_Activity_
Scan the data below and pick out the lines containing the word "crate".

▼

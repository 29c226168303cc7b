//! Amadeus Token Cache
//! Copyright (c) 2026 Mamy Ratsimbazafy
//! Licensed and distributed under either of
//!   * MIT license (license terms at the root of the package or at http://opensource.org/licenses/MIT).
//!   * Apache v2 license (license terms at the root of the package or at http://www.apache.org/licenses/LICENSE-2.0).
//! at your option. This file may not be copied, modified, or distributed except according to those terms.

//! amadeus-internals/token-cache
//! A single-flight cache for short-lived bearer tokens issued by an external service

use std::fmt;
use std::future::Future;
use std::sync::atomic::{AtomicU64, Ordering};
use std::sync::Arc;
use std::time::Duration;

use tokio::sync::Mutex;
use tokio::time::Instant;

/// Default margin subtracted from the issuer's advertised lifetime
pub const DEFAULT_REFRESH_MARGIN: Duration = Duration::from_secs(60);

/// Advertised lifetimes below this are rounded up to it
pub const MIN_ISSUED_LIFETIME: Duration = Duration::from_secs(1);

/// A bearer token together with the instant after which it must not be sent
#[derive(Clone, PartialEq, Eq)]
pub struct AccessToken {
    value: String,
    expires_at: Instant,
}

impl AccessToken {
    pub fn new(value: impl Into<String>, lifetime: Duration) -> Self {
        Self {
            value: value.into(),
            expires_at: Instant::now() + lifetime,
        }
    }

    /// The raw bearer string, for the `Authorization` header
    pub fn secret(&self) -> &str {
        &self.value
    }

    pub fn expires_at(&self) -> Instant {
        self.expires_at
    }

    pub fn is_expired(&self) -> bool {
        Instant::now() >= self.expires_at
    }
}

impl fmt::Debug for AccessToken {
    fn fmt(&self, f: &mut fmt::Formatter<'_>) -> fmt::Result {
        f.debug_struct("AccessToken")
            .field("value", &"<redacted>")
            .field("expires_at", &self.expires_at)
            .finish()
    }
}

/// What the issuer handed back: the token and its advertised lifetime
#[derive(Clone, Debug)]
pub struct IssuedToken {
    pub access_token: String,
    pub expires_in: Duration,
}

/// Caches one token and refreshes it on demand
///
/// The refresh runs while the slot lock is held, so concurrent callers that
/// find the slot empty or expired wait for the in-flight refresh and reuse its
/// result instead of issuing their own.
///
/// # Examples
///
/// ```ignore
/// let cache = TokenCache::new();
/// let token = cache
///     .get_or_refresh(|| async { fetch_from_issuer().await })
///     .await?;
/// ```
#[derive(Clone, Debug)]
pub struct TokenCache {
    slot: Arc<Mutex<Option<AccessToken>>>,
    refresh_margin: Duration,
    refreshes: Arc<AtomicU64>,
}

impl Default for TokenCache {
    fn default() -> Self {
        Self {
            slot: Arc::new(Mutex::new(None)),
            refresh_margin: DEFAULT_REFRESH_MARGIN,
            refreshes: Arc::new(AtomicU64::new(0)),
        }
    }
}

impl TokenCache {
    pub fn new() -> Self {
        Self::default()
    }

    /// Create a cache that treats tokens as expired `margin` before the issuer says so
    pub fn with_refresh_margin(margin: Duration) -> Self {
        Self {
            refresh_margin: margin,
            ..Default::default()
        }
    }

    pub fn refresh_margin(&self) -> Duration {
        self.refresh_margin
    }

    /// Number of successful refreshes performed since creation
    pub fn refresh_count(&self) -> u64 {
        self.refreshes.load(Ordering::SeqCst)
    }

    /// Lifetime actually granted to a token the issuer advertised as `expires_in`
    ///
    /// Short-lived tokens that would not survive the margin get half their
    /// advertised lifetime instead, so a fresh token never starts out expired.
    /// An advertised lifetime of zero counts as [`MIN_ISSUED_LIFETIME`].
    pub fn effective_lifetime(&self, expires_in: Duration) -> Duration {
        let expires_in = expires_in.max(MIN_ISSUED_LIFETIME);
        if expires_in > self.refresh_margin {
            expires_in - self.refresh_margin
        } else {
            expires_in / 2
        }
    }

    /// Return the cached token, or run `fetch` to obtain a new one
    ///
    /// A failed fetch leaves the slot untouched and hands the error back to the
    /// caller; nothing is retried here.
    pub async fn get_or_refresh<F, Fut, E>(&self, fetch: F) -> Result<AccessToken, E>
    where
        F: FnOnce() -> Fut,
        Fut: Future<Output = Result<IssuedToken, E>>,
    {
        let mut slot = self.slot.lock().await;

        if let Some(token) = slot.as_ref() {
            if !token.is_expired() {
                return Ok(token.clone());
            }
        }

        let issued = fetch().await?;
        let token = AccessToken::new(
            issued.access_token,
            self.effective_lifetime(issued.expires_in),
        );
        *slot = Some(token.clone());
        self.refreshes.fetch_add(1, Ordering::SeqCst);

        Ok(token)
    }

    /// Drop the cached token if it is still `stale`
    ///
    /// Returns `false` when another caller already replaced it.
    pub async fn invalidate(&self, stale: &AccessToken) -> bool {
        let mut slot = self.slot.lock().await;
        match slot.as_ref() {
            Some(current) if current.value == stale.value => {
                *slot = None;
                true
            }
            _ => false,
        }
    }

    /// Peek at the cached token without refreshing
    pub async fn current(&self) -> Option<AccessToken> {
        self.slot.lock().await.clone()
    }
}
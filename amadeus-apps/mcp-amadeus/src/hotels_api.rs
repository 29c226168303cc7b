//!  Amadeus Travel Tools
//!
//!  Copyright (C) 2026  Mamy Ratsimbazafy
//!
//!  This program is free software: you can redistribute it and/or modify
//!  it under the terms of the GNU Affero General Public License as published by
//!  the Free Software Foundation, either version 3 of the License, or
//!  (at your option) any later version.
//!
//!  This program is distributed in the hope that it will be useful,
//!  but WITHOUT ANY WARRANTY; without even the implied warranty of
//!  MERCHANTABILITY or FITNESS FOR A PARTICULAR PURPOSE.  See the
//!  GNU Affero General Public License for more details.
//!
//!  You should have received a copy of the GNU Affero General Public License
//!  along with this program.  If not, see <http://www.gnu.org/licenses/>.

//! # Hotels
//!
//! City search with cheapest offer per hotel, details, name autocomplete,
//! sentiment ratings and booking.

use crate::client::{AmadeusClient, ApiRequest};
use crate::error::{AmadeusError, Result};
use crate::projection::{at, data, list, list_or_empty};
use crate::validate;
use schemars::JsonSchema;
use serde::{Deserialize, Serialize};
use serde_json::{Value, json};

const SENTIMENT_CATEGORIES: [&str; 7] = [
    "location",
    "comfort",
    "service",
    "staff",
    "internet",
    "food",
    "facilities",
];

fn one() -> u32 {
    1
}

fn five() -> u32 {
    5
}

fn ten() -> u32 {
    10
}

fn twenty() -> u32 {
    20
}

#[derive(Serialize, Deserialize, JsonSchema, Clone, Debug)]
pub struct SearchHotelsParams {
    /// City IATA code (e.g., 'NYC')
    pub city_code: String,
    /// Check-in date (YYYY-MM-DD)
    pub check_in: String,
    /// Check-out date (YYYY-MM-DD)
    pub check_out: String,
    /// Number of adults
    #[serde(default = "one")]
    pub adults: u32,
    /// Number of rooms
    #[serde(default = "one")]
    pub rooms: u32,
    /// Search radius in km from city center
    #[serde(default = "five")]
    pub radius: u32,
    /// Maximum hotels to return
    #[serde(default = "ten")]
    pub max_results: u32,
}

impl SearchHotelsParams {
    pub fn validate(&self) -> Result<()> {
        validate::required("city_code", &self.city_code)?;
        let check_in = validate::date("check_in", &self.check_in)?;
        let check_out = validate::date("check_out", &self.check_out)?;
        if check_out <= check_in {
            return Err(AmadeusError::validation("check_out must be after check_in"));
        }
        validate::at_least_one("adults", self.adults)?;
        validate::at_least_one("rooms", self.rooms)?;
        validate::at_least_one("max_results", self.max_results)?;
        Ok(())
    }
}

/// Price used when picking a hotel's cheapest offer and the offer has none
const UNPRICED_OFFER: f64 = 999_999.0;

fn offer_total(offer: &Value) -> Option<f64> {
    at(offer, "/price/total")
        .as_str()
        .and_then(|s| s.parse::<f64>().ok())
}

/// Search for hotels in a city
///
/// Lists hotel IDs for the city, then fetches offers for the first
/// `max_results` of them and keeps the cheapest offer per hotel, sorted by
/// price.
pub async fn search_hotels(client: &AmadeusClient, params: SearchHotelsParams) -> Result<Value> {
    params.validate()?;

    let by_city = ApiRequest::get("/v1/reference-data/locations/hotels/by-city")
        .query("cityCode", params.city_code.to_uppercase())
        .query("radius", params.radius)
        .query("radiusUnit", "KM");
    let hotels = client.execute(&by_city).await?;

    let hotel_ids = data(&hotels)
        .iter()
        .take(params.max_results as usize)
        .filter_map(|h| h.get("hotelId").and_then(Value::as_str))
        .map(str::to_string)
        .collect::<Vec<_>>();
    if hotel_ids.is_empty() {
        tracing::debug!("No hotels listed for city {}", params.city_code);
        return Ok(json!([]));
    }

    let offers_request = ApiRequest::get("/v3/shopping/hotel-offers")
        .query_list("hotelIds", &hotel_ids)
        .query("checkInDate", &params.check_in)
        .query("checkOutDate", &params.check_out)
        .query("adults", params.adults)
        .query("roomQuantity", params.rooms)
        .query("currency", "USD");
    let offers = client.execute(&offers_request).await?;

    let mut cheapest = data(&offers)
        .iter()
        .filter_map(|hotel| {
            let best = list(hotel, "/offers")
                .iter()
                .min_by(|a, b| {
                    let a = offer_total(a).unwrap_or(UNPRICED_OFFER);
                    a.total_cmp(&offer_total(b).unwrap_or(UNPRICED_OFFER))
                })?;
            // Hotels whose best offer carries no total sort first
            Some((
                offer_total(best).unwrap_or(0.0),
                json!({
                    "hotel_id": at(hotel, "/hotel/hotelId"),
                    "name": at(hotel, "/hotel/name"),
                    "rating": at(hotel, "/hotel/rating"),
                    "latitude": at(hotel, "/hotel/latitude"),
                    "longitude": at(hotel, "/hotel/longitude"),
                    "price": {
                        "total": at(best, "/price/total"),
                        "currency": at(best, "/price/currency"),
                    },
                    "room_type": at(best, "/room/typeEstimated/category"),
                    "offer_id": at(best, "/id"),
                }),
            ))
        })
        .collect::<Vec<_>>();
    cheapest.sort_by(|a, b| a.0.total_cmp(&b.0));

    Ok(Value::Array(cheapest.into_iter().map(|(_, v)| v).collect()))
}

#[derive(Serialize, Deserialize, JsonSchema, Clone, Debug)]
pub struct HotelDetailsParams {
    /// Hotel ID from search results
    pub hotel_id: String,
}

/// Get detailed information about a specific hotel
pub async fn get_hotel_details(client: &AmadeusClient, params: HotelDetailsParams) -> Result<Value> {
    validate::required("hotel_id", &params.hotel_id)?;

    let request = ApiRequest::get("/v3/shopping/hotel-offers").query("hotelIds", &params.hotel_id);
    let response = client.execute(&request).await?;

    let Some(hotel) = data(&response).first() else {
        return Ok(json!({"message": "Hotel not found"}));
    };

    let offers = list(hotel, "/offers")
        .iter()
        .map(|offer| {
            json!({
                "id": at(offer, "/id"),
                "check_in": at(offer, "/checkInDate"),
                "check_out": at(offer, "/checkOutDate"),
                "room": at(offer, "/room"),
                "price": at(offer, "/price"),
                "cancellation": at(offer, "/policies/cancellation"),
            })
        })
        .collect::<Vec<_>>();

    Ok(json!({
        "hotel_id": at(hotel, "/hotel/hotelId"),
        "name": at(hotel, "/hotel/name"),
        "description": at(hotel, "/hotel/description/text"),
        "rating": at(hotel, "/hotel/rating"),
        "address": at(hotel, "/hotel/address"),
        "contact": at(hotel, "/hotel/contact"),
        "amenities": list_or_empty(hotel, "/hotel/amenities"),
        "offers": offers,
    }))
}

#[derive(Serialize, Deserialize, JsonSchema, Clone, Debug)]
pub struct HotelByNameParams {
    /// Hotel name or partial name
    pub keyword: String,
    /// Maximum number of results
    #[serde(default = "twenty")]
    pub max_results: u32,
}

/// Search for hotels by name (autocomplete)
pub async fn search_hotel_by_name(client: &AmadeusClient, params: HotelByNameParams) -> Result<Value> {
    validate::required("keyword", &params.keyword)?;
    validate::at_least_one("max_results", params.max_results)?;

    let request = ApiRequest::get("/v1/reference-data/locations/hotel")
        .query("keyword", &params.keyword)
        .query("subType", "HOTEL_LEISURE")
        .query("max", params.max_results);
    let response = client.execute(&request).await?;

    let hotels = data(&response)
        .iter()
        .map(|hotel| {
            json!({
                "hotel_id": at(hotel, "/hotelId"),
                "name": at(hotel, "/name"),
                "city": at(hotel, "/address/cityName"),
                "country": at(hotel, "/address/countryCode"),
                "location": at(hotel, "/geoCode"),
            })
        })
        .collect::<Vec<_>>();
    Ok(Value::Array(hotels))
}

#[derive(Serialize, Deserialize, JsonSchema, Clone, Debug)]
pub struct HotelRatingsParams {
    /// Comma-separated list of Amadeus hotel IDs
    pub hotel_ids: String,
}

/// Get sentiment analysis ratings for hotels
pub async fn get_hotel_ratings(client: &AmadeusClient, params: HotelRatingsParams) -> Result<Value> {
    validate::required("hotel_ids", &params.hotel_ids)?;
    let ids = params
        .hotel_ids
        .split(',')
        .map(str::trim)
        .filter(|id| !id.is_empty())
        .collect::<Vec<_>>();

    let request =
        ApiRequest::get("/v2/e-reputation/hotel-sentiments").query_list("hotelIds", &ids);
    let response = client.execute(&request).await?;

    let ratings = data(&response)
        .iter()
        .map(|hotel| {
            let scores = SENTIMENT_CATEGORIES
                .iter()
                .map(|k| (k.to_string(), at(hotel, &format!("/sentimentScores/{k}"))))
                .collect::<serde_json::Map<_, _>>();
            json!({
                "hotel_id": at(hotel, "/hotelId"),
                "overall_rating": at(hotel, "/overallRating"),
                "number_of_reviews": at(hotel, "/numberOfReviews"),
                "sentiment_scores": scores,
            })
        })
        .collect::<Vec<_>>();
    Ok(Value::Array(ratings))
}

#[derive(Serialize, Deserialize, JsonSchema, Clone, Debug)]
pub struct BookHotelParams {
    /// Hotel offer ID
    pub offer_id: String,
    /// Guest details, JSON array (or a string holding it)
    pub guests: Value,
    /// Payment details, JSON object (or a string holding it)
    pub payment: Value,
}

/// Book a hotel room
pub async fn book_hotel(client: &AmadeusClient, params: BookHotelParams) -> Result<Value> {
    validate::required("offer_id", &params.offer_id)?;
    let guests = validate::json_array("guests", &params.guests)?;
    let payment = validate::json_object("payment", &params.payment)?;

    let body = json!({
        "data": {
            "offerId": params.offer_id,
            "guests": guests,
            "payments": [payment],
        }
    });
    let response = client.post("/v1/booking/hotel-bookings", body).await?;

    let booking = data(&response).first().cloned().unwrap_or(json!({}));
    Ok(json!({
        "booking_id": at(&booking, "/id"),
        "provider_confirmation": at(&booking, "/providerConfirmationId"),
        "status": at(&booking, "/bookingStatus"),
    }))
}
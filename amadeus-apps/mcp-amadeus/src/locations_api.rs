//!  Amadeus Travel Tools
//!
//!  Copyright (C) 2026  Mamy Ratsimbazafy
//!
//!  This program is free software: you can redistribute it and/or modify
//!  it under the terms of the GNU Affero General Public License as published by
//!  the Free Software Foundation, either version 3 of the License, or
//!  (at your option) any later version.
//!
//!  This program is distributed in the hope that it will be useful,
//!  but WITHOUT ANY WARRANTY; without even the implied warranty of
//!  MERCHANTABILITY or FITNESS FOR A PARTICULAR PURPOSE.  See the
//!  GNU Affero General Public License for more details.
//!
//!  You should have received a copy of the GNU Affero General Public License
//!  along with this program.  If not, see <http://www.gnu.org/licenses/>.

//! # Airports, cities and airline reference data

use crate::client::{AmadeusClient, ApiRequest};
use crate::error::Result;
use crate::projection::{at, data, data_object};
use crate::validate;
use schemars::JsonSchema;
use serde::{Deserialize, Serialize};
use serde_json::{Value, json};

const LOCATIONS_PATH: &str = "/v1/reference-data/locations";
const MAX_AIRPORT_RADIUS_KM: u32 = 500;

fn ten() -> u32 {
    10
}

fn fifty() -> u32 {
    50
}

fn hundred() -> u32 {
    100
}

#[derive(Serialize, Deserialize, JsonSchema, Clone, Debug)]
pub struct KeywordParams {
    /// City name or airport code
    pub keyword: String,
}

async fn locations(client: &AmadeusClient, keyword: &str, sub_type: &str) -> Result<Value> {
    validate::required("keyword", keyword)?;
    let request = ApiRequest::get(LOCATIONS_PATH)
        .query("keyword", keyword)
        .query("subType", sub_type);
    client.execute(&request).await
}

/// Search for airports by city name or airport code
pub async fn search_airports(client: &AmadeusClient, params: KeywordParams) -> Result<Value> {
    let response = locations(client, &params.keyword, "AIRPORT").await?;
    let airports = data(&response)
        .iter()
        .take(10)
        .map(|loc| {
            json!({
                "iata_code": at(loc, "/iataCode"),
                "name": at(loc, "/name"),
                "city": at(loc, "/address/cityName"),
                "country": at(loc, "/address/countryName"),
            })
        })
        .collect::<Vec<_>>();
    Ok(Value::Array(airports))
}

/// Search for cities by name
pub async fn search_cities(client: &AmadeusClient, params: KeywordParams) -> Result<Value> {
    let response = locations(client, &params.keyword, "CITY").await?;
    let cities = data(&response)
        .iter()
        .take(10)
        .map(|loc| {
            json!({
                "iata_code": at(loc, "/iataCode"),
                "name": at(loc, "/name"),
                "country": at(loc, "/address/countryName"),
            })
        })
        .collect::<Vec<_>>();
    Ok(Value::Array(cities))
}

#[derive(Serialize, Deserialize, JsonSchema, Clone, Debug)]
pub struct AirportCodeParams {
    /// Airport IATA code
    pub airport_code: String,
}

/// Get direct flight routes from an airport
pub async fn get_airport_routes(client: &AmadeusClient, params: AirportCodeParams) -> Result<Value> {
    validate::required("airport_code", &params.airport_code)?;
    let request = ApiRequest::get("/v1/airport/direct-destinations")
        .query("departureAirportCode", params.airport_code.to_uppercase());
    let response = client.execute(&request).await?;

    let routes = data(&response)
        .iter()
        .map(|dest| json!({"destination": at(dest, "/destination"), "name": at(dest, "/name")}))
        .collect::<Vec<_>>();
    Ok(Value::Array(routes))
}

#[derive(Serialize, Deserialize, JsonSchema, Clone, Debug)]
pub struct NearestAirportsParams {
    /// Latitude
    pub latitude: f64,
    /// Longitude
    pub longitude: f64,
    /// Search radius in km (max 500)
    #[serde(default = "hundred")]
    pub radius: u32,
    /// Maximum airports to return
    #[serde(default = "ten")]
    pub max_results: u32,
}

/// Find nearest airports to a geographical location
pub async fn get_nearest_airports(
    client: &AmadeusClient,
    params: NearestAirportsParams,
) -> Result<Value> {
    validate::latitude("latitude", params.latitude)?;
    validate::longitude("longitude", params.longitude)?;
    validate::at_least_one("max_results", params.max_results)?;

    let request = ApiRequest::get("/v1/reference-data/locations/airports")
        .query("latitude", params.latitude)
        .query("longitude", params.longitude)
        .query("radius", params.radius.min(MAX_AIRPORT_RADIUS_KM))
        .query("page[limit]", params.max_results)
        .query("sort", "relevance");
    let response = client.execute(&request).await?;

    let airports = data(&response)
        .iter()
        .map(|airport| {
            json!({
                "iata_code": at(airport, "/iataCode"),
                "name": at(airport, "/name"),
                "city": at(airport, "/address/cityName"),
                "country": at(airport, "/address/countryName"),
                "distance_km": at(airport, "/distance/value"),
                "location": at(airport, "/geoCode"),
            })
        })
        .collect::<Vec<_>>();
    Ok(Value::Array(airports))
}

#[derive(Serialize, Deserialize, JsonSchema, Clone, Debug)]
pub struct AirlineDestinationsParams {
    /// IATA airline code
    pub airline_code: String,
    /// Maximum destinations
    #[serde(default = "fifty")]
    pub max_results: u32,
}

/// Get all destinations served by a specific airline
pub async fn get_airline_destinations(
    client: &AmadeusClient,
    params: AirlineDestinationsParams,
) -> Result<Value> {
    validate::required("airline_code", &params.airline_code)?;
    validate::at_least_one("max_results", params.max_results)?;

    let request = ApiRequest::get("/v1/airline/destinations")
        .query("airlineCode", params.airline_code.to_uppercase())
        .query("max", params.max_results);
    let response = client.execute(&request).await?;

    let destinations = data(&response)
        .iter()
        .map(|dest| {
            json!({
                "city": at(dest, "/name"),
                "iata_code": at(dest, "/iataCode"),
                "type": at(dest, "/subtype"),
            })
        })
        .collect::<Vec<_>>();
    Ok(Value::Array(destinations))
}

#[derive(Serialize, Deserialize, JsonSchema, Clone, Debug)]
pub struct OnTimePerformanceParams {
    /// IATA airport code
    pub airport_code: String,
    /// Date to check (YYYY-MM-DD)
    pub date: String,
}

/// Predict on-time performance for flights from an airport
pub async fn get_airport_on_time_performance(
    client: &AmadeusClient,
    params: OnTimePerformanceParams,
) -> Result<Value> {
    validate::required("airport_code", &params.airport_code)?;
    validate::date("date", &params.date)?;

    let airport = params.airport_code.to_uppercase();
    let request = ApiRequest::get("/v1/airport/predictions/on-time")
        .query("airportCode", &airport)
        .query("date", &params.date);
    let prediction = data_object(&client.execute(&request).await?);

    Ok(json!({
        "airport": airport,
        "date": params.date,
        "on_time_probability": at(&prediction, "/probability"),
        "result": at(&prediction, "/result"),
    }))
}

▲

_Response box_
use crate::client::{AmadeusClient, ApiRequest};
use crate::error::{AmadeusError, Result};
use crate::projection::{at, data, list, list_or_empty};
use crate::validate;
use crate::client::{AmadeusClient, ApiRequest};
use crate::error::Result;
use crate::projection::{at, data, data_object};
use crate::validate;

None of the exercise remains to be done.